What the exercise asks: Locate each line with the string "extraction" in the listing below and copy it.

* * *

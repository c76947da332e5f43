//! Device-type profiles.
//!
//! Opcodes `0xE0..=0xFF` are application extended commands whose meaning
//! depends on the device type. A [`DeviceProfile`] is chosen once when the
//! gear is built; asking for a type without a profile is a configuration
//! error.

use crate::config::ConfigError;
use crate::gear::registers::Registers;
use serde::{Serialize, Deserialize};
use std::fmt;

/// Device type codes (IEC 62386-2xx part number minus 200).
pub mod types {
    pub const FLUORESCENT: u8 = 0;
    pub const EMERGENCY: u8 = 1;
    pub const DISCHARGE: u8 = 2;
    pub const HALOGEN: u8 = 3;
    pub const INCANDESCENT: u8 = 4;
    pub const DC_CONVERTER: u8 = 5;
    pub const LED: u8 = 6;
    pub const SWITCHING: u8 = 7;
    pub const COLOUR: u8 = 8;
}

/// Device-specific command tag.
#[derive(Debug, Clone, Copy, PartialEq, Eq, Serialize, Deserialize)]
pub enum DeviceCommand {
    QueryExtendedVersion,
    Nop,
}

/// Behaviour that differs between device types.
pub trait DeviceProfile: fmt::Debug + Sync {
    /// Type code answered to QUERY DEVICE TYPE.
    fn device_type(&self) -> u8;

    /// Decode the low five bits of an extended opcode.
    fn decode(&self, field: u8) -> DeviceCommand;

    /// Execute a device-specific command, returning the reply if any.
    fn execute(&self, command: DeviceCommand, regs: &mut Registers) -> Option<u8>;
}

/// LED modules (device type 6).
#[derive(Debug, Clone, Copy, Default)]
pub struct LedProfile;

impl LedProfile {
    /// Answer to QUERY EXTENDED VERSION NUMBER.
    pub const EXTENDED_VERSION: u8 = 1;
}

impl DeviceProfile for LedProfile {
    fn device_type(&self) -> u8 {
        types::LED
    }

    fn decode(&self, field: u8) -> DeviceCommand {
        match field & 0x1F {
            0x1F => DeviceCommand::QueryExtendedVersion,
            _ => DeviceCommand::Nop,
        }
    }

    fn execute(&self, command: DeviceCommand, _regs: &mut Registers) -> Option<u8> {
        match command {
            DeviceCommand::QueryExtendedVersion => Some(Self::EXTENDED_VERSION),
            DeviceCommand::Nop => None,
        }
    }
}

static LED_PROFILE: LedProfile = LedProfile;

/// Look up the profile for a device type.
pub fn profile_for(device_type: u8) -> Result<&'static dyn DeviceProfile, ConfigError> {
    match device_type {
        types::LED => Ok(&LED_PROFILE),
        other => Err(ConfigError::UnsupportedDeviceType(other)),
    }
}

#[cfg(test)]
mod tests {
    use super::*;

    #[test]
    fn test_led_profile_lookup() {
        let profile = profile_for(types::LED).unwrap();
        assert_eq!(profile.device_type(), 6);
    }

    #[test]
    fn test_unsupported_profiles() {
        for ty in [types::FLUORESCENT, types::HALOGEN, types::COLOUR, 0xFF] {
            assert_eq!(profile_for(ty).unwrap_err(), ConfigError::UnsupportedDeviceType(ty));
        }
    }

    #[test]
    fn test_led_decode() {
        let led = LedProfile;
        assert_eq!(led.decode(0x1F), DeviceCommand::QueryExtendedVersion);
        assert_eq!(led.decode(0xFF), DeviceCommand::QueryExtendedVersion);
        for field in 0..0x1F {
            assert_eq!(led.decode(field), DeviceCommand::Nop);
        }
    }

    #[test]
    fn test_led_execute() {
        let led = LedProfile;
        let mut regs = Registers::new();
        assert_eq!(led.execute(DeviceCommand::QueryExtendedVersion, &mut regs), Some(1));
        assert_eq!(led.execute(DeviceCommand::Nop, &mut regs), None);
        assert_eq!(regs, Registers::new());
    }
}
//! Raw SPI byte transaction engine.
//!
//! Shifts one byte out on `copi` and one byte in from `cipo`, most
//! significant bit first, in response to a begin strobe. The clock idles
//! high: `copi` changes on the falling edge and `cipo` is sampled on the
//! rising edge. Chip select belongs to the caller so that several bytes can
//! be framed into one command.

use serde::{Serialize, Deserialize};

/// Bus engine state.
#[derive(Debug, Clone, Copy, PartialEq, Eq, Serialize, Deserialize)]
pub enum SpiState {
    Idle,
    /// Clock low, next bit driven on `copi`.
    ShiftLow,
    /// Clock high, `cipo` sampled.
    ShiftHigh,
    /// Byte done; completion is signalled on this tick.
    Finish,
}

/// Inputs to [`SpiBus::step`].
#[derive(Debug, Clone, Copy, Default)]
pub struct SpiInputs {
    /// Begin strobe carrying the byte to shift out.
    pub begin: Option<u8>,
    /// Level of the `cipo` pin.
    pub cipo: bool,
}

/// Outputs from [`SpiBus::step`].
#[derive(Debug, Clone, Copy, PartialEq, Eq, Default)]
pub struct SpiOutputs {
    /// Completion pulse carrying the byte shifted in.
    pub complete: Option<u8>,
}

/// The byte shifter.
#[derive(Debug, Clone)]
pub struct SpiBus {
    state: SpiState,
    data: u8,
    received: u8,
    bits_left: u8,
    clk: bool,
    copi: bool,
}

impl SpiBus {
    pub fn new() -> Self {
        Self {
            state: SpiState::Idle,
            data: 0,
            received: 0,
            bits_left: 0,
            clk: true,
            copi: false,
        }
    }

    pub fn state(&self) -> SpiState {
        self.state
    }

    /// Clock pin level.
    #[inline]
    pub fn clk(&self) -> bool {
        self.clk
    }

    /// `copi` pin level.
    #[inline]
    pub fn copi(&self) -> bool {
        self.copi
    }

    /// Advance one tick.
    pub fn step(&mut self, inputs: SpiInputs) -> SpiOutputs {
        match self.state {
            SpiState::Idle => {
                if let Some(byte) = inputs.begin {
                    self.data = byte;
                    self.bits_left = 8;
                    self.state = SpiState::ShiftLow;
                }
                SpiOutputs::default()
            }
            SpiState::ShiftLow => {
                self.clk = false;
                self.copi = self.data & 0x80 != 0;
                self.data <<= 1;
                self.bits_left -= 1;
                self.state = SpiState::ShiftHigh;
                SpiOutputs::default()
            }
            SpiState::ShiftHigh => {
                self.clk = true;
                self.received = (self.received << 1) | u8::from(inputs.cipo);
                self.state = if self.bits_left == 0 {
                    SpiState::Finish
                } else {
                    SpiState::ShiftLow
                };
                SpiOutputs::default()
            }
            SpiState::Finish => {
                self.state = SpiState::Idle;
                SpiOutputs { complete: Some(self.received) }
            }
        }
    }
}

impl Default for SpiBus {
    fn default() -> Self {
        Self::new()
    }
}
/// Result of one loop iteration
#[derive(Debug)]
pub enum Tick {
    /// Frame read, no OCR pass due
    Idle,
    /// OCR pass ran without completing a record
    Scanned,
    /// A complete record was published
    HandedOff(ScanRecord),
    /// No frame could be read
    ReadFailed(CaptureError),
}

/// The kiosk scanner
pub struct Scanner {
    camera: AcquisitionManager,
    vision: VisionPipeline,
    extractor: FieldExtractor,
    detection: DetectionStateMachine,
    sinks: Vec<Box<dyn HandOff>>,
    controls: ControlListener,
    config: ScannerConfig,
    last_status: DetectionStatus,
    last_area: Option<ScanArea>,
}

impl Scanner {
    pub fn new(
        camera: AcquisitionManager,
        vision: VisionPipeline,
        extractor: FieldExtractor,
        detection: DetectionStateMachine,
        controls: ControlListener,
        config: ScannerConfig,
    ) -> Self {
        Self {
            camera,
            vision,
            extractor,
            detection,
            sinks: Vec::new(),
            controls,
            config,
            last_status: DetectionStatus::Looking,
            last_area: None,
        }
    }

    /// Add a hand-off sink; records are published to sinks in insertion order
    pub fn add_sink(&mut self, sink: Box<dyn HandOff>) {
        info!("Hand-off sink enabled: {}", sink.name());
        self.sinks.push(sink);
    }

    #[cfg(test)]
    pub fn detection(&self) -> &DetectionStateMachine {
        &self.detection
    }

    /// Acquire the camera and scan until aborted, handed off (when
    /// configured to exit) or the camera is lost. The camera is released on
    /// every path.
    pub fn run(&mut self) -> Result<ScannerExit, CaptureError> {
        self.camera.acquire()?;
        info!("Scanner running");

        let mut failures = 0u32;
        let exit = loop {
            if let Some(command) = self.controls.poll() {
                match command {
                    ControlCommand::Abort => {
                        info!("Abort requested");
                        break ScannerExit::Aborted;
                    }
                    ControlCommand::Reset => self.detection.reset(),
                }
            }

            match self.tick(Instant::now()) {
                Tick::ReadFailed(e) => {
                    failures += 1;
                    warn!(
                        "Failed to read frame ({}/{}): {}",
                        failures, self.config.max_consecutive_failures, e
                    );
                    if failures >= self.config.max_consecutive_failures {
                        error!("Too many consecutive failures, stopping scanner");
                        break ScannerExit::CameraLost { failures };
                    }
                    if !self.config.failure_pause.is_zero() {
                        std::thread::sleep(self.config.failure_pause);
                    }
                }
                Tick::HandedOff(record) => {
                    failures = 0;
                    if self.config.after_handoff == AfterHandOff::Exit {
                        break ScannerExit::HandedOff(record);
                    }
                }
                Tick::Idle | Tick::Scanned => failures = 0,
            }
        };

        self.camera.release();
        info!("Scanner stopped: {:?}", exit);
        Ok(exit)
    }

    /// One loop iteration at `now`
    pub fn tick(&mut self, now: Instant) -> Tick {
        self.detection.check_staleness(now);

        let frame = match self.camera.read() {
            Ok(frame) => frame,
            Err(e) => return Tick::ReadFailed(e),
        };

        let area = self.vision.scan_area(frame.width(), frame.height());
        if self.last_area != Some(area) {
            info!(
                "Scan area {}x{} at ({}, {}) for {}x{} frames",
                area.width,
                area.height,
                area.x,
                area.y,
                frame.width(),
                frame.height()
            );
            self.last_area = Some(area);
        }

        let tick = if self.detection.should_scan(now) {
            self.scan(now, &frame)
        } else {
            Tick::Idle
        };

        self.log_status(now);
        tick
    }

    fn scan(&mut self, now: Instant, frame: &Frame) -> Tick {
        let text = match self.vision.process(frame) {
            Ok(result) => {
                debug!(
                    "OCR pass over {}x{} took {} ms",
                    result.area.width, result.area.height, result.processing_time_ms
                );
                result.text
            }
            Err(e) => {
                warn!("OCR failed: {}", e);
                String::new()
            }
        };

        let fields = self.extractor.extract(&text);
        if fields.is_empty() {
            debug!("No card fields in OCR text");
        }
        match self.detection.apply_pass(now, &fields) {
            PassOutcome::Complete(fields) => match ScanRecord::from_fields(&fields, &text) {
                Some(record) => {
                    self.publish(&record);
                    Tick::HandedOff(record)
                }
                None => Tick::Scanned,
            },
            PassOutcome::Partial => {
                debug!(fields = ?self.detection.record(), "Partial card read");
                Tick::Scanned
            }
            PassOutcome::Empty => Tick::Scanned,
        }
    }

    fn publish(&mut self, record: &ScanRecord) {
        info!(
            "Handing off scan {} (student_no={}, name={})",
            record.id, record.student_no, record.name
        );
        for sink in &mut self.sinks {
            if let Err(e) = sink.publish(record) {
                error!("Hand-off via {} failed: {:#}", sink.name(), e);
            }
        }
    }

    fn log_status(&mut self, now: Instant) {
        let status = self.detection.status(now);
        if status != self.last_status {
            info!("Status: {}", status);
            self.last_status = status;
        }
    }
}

* * *

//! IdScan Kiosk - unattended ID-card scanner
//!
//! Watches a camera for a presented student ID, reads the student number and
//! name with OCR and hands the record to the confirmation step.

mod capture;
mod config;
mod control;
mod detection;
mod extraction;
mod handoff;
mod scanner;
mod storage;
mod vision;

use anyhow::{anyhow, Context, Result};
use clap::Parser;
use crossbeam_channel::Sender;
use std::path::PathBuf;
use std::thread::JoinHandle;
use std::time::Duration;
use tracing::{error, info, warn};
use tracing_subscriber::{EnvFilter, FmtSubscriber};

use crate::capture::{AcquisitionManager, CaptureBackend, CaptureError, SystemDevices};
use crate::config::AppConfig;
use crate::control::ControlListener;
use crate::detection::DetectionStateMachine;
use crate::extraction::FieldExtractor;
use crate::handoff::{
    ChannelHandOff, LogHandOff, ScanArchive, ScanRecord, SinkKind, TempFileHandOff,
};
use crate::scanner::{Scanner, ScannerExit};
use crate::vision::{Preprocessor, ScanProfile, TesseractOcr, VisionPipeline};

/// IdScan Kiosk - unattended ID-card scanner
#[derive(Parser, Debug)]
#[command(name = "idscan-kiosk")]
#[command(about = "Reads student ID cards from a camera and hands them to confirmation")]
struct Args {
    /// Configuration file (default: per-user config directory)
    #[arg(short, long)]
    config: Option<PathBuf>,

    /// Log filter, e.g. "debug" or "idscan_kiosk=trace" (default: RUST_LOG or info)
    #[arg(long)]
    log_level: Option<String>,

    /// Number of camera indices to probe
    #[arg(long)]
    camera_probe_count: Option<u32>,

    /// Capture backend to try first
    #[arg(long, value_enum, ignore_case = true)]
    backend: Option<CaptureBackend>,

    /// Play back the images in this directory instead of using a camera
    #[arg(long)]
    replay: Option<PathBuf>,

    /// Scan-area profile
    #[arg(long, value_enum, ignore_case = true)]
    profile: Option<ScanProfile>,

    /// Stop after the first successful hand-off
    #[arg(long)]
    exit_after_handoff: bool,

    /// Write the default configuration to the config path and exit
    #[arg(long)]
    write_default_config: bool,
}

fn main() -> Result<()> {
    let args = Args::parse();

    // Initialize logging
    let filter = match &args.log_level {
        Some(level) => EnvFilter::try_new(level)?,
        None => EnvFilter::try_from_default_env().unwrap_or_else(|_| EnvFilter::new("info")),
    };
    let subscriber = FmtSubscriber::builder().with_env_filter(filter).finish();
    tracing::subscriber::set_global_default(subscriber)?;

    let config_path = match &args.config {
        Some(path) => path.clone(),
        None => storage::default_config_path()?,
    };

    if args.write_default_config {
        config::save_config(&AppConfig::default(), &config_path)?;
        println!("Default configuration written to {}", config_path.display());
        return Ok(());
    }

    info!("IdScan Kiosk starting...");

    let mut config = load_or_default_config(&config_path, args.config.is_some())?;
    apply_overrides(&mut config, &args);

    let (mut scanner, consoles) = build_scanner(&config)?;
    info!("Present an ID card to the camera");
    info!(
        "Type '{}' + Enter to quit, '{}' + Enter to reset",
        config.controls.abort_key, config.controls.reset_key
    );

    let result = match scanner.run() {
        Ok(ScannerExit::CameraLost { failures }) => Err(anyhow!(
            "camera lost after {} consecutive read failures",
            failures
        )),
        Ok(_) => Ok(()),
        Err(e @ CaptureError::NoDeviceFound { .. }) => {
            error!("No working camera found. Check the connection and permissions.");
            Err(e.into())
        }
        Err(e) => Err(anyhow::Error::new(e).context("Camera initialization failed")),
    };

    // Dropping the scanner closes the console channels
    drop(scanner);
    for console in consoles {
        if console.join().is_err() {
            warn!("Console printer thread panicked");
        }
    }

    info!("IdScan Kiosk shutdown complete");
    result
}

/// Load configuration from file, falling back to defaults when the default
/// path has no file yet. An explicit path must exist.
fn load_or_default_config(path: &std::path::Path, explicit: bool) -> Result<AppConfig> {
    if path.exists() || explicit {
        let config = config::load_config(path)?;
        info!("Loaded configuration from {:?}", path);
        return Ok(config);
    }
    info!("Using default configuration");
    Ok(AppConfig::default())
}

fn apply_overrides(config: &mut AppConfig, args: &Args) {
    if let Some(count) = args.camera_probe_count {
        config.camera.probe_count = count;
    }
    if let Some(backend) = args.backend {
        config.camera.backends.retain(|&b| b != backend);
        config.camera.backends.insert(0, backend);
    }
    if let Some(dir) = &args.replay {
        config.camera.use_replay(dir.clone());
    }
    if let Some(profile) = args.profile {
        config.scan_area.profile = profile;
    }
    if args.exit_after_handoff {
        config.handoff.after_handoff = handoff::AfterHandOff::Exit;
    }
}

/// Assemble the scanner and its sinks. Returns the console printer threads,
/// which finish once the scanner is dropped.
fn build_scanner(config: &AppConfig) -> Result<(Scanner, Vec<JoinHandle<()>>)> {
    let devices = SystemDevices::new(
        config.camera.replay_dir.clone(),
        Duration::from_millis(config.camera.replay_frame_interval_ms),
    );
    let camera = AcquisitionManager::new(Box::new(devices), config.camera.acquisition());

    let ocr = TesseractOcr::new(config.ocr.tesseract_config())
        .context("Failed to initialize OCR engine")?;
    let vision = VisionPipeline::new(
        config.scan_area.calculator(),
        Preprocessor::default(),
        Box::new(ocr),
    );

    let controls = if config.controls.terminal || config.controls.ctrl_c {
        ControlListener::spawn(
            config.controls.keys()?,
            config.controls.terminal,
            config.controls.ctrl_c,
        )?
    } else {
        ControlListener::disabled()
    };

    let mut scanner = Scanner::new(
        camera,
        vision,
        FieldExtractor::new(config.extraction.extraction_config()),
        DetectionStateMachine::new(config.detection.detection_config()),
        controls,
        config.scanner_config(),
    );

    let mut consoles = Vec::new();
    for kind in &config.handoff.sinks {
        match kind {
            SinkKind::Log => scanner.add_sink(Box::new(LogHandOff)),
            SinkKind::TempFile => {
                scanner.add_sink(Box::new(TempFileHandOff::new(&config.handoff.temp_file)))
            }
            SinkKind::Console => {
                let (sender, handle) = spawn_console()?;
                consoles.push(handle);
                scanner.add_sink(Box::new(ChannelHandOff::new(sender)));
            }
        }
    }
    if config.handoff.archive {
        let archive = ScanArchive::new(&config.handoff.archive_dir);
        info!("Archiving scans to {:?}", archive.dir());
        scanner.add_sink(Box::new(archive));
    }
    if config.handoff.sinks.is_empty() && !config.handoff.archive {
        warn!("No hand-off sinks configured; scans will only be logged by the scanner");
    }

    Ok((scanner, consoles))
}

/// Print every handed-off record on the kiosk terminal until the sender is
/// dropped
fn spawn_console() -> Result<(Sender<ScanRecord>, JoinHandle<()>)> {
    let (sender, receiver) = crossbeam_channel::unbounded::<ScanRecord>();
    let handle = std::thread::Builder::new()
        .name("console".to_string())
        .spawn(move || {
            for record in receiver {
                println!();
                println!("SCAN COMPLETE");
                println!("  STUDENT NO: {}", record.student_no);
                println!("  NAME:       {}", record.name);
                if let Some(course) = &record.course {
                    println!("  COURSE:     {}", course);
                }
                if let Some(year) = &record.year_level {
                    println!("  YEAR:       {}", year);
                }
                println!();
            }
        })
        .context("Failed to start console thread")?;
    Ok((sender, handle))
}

* * *

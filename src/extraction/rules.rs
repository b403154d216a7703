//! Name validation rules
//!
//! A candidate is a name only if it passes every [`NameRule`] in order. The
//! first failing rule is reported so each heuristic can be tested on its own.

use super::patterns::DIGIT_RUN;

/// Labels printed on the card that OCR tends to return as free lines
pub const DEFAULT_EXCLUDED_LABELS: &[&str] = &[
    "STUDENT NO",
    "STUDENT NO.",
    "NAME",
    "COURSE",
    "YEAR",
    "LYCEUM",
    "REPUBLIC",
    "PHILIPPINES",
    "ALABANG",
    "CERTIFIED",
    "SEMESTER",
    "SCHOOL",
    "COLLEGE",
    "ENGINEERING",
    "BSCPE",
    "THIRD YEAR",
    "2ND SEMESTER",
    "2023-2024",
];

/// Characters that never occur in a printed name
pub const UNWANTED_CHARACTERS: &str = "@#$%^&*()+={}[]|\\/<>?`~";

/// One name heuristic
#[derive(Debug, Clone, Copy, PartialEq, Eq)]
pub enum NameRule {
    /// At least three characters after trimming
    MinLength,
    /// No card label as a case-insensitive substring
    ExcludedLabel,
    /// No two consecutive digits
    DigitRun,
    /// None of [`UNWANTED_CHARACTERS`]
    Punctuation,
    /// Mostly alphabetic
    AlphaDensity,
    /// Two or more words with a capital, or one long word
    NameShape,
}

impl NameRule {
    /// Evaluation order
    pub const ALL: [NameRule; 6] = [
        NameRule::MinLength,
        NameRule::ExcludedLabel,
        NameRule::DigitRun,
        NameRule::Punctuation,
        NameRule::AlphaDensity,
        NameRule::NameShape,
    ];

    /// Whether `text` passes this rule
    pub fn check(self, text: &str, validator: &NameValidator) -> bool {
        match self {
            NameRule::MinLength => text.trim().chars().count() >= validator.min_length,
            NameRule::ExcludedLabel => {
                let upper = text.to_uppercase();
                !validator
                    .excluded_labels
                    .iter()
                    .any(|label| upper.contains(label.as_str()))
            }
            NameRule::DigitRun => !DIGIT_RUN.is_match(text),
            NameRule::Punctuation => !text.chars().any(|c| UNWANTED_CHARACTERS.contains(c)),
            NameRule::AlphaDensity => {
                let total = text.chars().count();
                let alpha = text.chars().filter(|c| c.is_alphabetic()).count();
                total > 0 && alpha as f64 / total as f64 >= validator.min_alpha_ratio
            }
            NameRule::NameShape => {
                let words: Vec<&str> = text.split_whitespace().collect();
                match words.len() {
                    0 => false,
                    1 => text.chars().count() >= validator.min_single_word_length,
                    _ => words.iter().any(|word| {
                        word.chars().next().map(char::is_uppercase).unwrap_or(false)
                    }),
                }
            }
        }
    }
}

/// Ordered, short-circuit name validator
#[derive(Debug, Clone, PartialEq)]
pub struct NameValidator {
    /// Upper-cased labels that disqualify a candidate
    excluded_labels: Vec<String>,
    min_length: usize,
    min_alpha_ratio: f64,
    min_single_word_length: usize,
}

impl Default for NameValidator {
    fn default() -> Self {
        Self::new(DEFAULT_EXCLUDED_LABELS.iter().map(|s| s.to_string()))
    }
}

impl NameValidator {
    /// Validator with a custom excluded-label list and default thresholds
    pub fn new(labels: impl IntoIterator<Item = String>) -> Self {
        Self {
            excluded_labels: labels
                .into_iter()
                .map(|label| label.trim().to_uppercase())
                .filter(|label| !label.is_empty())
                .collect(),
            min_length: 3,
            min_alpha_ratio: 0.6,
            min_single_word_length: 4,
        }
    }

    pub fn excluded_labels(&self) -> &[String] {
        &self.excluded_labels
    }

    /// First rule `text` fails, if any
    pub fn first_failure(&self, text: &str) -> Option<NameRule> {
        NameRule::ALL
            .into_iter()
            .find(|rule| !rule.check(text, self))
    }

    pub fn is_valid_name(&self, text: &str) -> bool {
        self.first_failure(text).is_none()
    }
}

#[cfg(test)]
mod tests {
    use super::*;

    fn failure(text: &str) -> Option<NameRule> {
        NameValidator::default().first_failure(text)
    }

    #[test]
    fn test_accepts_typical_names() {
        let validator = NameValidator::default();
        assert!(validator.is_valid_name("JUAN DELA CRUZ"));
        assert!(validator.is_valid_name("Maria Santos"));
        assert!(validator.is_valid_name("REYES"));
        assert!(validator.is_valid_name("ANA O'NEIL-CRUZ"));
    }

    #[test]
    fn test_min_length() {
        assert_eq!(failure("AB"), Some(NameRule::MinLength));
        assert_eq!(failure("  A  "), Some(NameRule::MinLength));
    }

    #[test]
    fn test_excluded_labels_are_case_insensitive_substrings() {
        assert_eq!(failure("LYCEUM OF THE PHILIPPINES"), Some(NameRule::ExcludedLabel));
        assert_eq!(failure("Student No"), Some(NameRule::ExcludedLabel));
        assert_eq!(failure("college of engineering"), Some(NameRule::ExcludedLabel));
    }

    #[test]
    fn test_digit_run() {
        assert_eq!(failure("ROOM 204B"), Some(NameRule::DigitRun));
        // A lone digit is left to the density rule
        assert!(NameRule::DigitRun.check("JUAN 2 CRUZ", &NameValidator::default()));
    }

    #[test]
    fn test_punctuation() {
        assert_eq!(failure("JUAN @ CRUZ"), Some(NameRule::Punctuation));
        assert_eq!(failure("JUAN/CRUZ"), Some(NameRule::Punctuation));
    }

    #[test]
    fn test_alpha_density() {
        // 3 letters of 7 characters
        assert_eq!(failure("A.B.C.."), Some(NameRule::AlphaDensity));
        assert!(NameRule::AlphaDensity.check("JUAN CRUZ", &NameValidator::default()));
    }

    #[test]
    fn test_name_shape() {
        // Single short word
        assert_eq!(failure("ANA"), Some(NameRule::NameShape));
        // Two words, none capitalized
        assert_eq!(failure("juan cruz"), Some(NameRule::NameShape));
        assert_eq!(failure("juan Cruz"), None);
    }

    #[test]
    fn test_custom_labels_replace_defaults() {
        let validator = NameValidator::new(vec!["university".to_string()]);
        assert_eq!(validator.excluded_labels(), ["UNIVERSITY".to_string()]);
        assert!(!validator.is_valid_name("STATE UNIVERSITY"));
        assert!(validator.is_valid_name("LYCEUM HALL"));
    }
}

* * *

Answer space:
mod extraction;
use crate::extraction::FieldExtractor;
        FieldExtractor::new(config.extraction.extraction_config()),
filename src/extraction/rules.rs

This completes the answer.